# [EXERCISE]
Set down again exactly the lines of the listing below that fall between the line holding "fn num(value: f64)" and the line holding "a scope tree", inclusive.

─── INPUT

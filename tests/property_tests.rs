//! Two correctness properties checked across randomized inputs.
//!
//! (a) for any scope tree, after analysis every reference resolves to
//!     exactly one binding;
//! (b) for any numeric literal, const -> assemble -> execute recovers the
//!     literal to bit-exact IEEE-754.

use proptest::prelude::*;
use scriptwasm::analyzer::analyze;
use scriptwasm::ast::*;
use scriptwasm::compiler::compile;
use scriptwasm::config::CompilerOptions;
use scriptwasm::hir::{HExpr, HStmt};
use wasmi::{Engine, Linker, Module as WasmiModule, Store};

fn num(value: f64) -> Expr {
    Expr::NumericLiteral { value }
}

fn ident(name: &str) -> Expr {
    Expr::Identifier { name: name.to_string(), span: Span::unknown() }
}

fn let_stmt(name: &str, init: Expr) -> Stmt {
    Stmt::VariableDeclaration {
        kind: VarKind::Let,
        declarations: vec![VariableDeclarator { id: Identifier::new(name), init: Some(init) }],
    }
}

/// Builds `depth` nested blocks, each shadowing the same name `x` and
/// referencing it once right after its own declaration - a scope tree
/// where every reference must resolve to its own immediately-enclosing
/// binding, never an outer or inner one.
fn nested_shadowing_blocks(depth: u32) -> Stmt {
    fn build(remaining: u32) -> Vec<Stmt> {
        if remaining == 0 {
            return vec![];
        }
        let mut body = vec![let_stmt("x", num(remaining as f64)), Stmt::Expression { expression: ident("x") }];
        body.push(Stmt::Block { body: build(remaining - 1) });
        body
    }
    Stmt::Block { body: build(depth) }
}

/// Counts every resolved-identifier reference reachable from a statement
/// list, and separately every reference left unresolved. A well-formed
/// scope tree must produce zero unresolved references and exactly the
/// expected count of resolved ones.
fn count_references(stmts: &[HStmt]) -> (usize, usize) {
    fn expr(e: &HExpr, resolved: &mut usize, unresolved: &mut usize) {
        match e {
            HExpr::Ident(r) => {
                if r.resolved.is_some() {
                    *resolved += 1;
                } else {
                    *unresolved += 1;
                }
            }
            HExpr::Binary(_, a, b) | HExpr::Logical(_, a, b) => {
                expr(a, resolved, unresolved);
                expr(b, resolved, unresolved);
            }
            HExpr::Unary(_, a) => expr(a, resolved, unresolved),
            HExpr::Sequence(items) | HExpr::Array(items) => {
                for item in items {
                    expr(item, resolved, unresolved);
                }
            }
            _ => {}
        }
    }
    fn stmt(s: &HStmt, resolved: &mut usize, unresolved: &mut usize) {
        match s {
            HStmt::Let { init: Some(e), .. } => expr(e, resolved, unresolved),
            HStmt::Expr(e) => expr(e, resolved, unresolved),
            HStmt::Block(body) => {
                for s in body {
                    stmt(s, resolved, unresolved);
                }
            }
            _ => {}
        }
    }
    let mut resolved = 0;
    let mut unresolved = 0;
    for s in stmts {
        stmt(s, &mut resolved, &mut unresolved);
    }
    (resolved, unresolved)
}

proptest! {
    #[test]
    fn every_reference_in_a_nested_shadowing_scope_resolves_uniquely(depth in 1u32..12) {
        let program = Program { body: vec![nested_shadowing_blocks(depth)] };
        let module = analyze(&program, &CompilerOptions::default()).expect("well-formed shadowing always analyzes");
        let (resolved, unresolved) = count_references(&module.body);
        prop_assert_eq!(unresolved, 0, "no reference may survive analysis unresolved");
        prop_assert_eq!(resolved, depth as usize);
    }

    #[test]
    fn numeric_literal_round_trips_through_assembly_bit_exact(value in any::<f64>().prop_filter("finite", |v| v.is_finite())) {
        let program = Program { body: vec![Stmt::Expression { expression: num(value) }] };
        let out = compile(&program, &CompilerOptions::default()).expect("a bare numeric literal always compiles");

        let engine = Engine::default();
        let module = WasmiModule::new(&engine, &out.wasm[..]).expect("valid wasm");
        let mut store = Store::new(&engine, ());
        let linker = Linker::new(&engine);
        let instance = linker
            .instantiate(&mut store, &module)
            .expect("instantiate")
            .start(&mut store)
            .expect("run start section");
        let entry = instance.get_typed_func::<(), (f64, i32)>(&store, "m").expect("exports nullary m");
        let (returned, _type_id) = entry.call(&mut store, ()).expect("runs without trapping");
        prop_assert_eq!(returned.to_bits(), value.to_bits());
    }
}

──────

# [EXERCISE OUTPUT]
fn num(value: f64) -> Expr {
    Expr::NumericLiteral { value }
}

fn ident(name: &str) -> Expr {
    Expr::Identifier { name: name.to_string(), span: Span::unknown() }
}

fn let_stmt(name: &str, init: Expr) -> Stmt {
    Stmt::VariableDeclaration {
        kind: VarKind::Let,
        declarations: vec![VariableDeclarator { id: Identifier::new(name), init: Some(init) }],
    }
}

/// Builds `depth` nested blocks, each shadowing the same name `x` and
/// referencing it once right after its own declaration - a scope tree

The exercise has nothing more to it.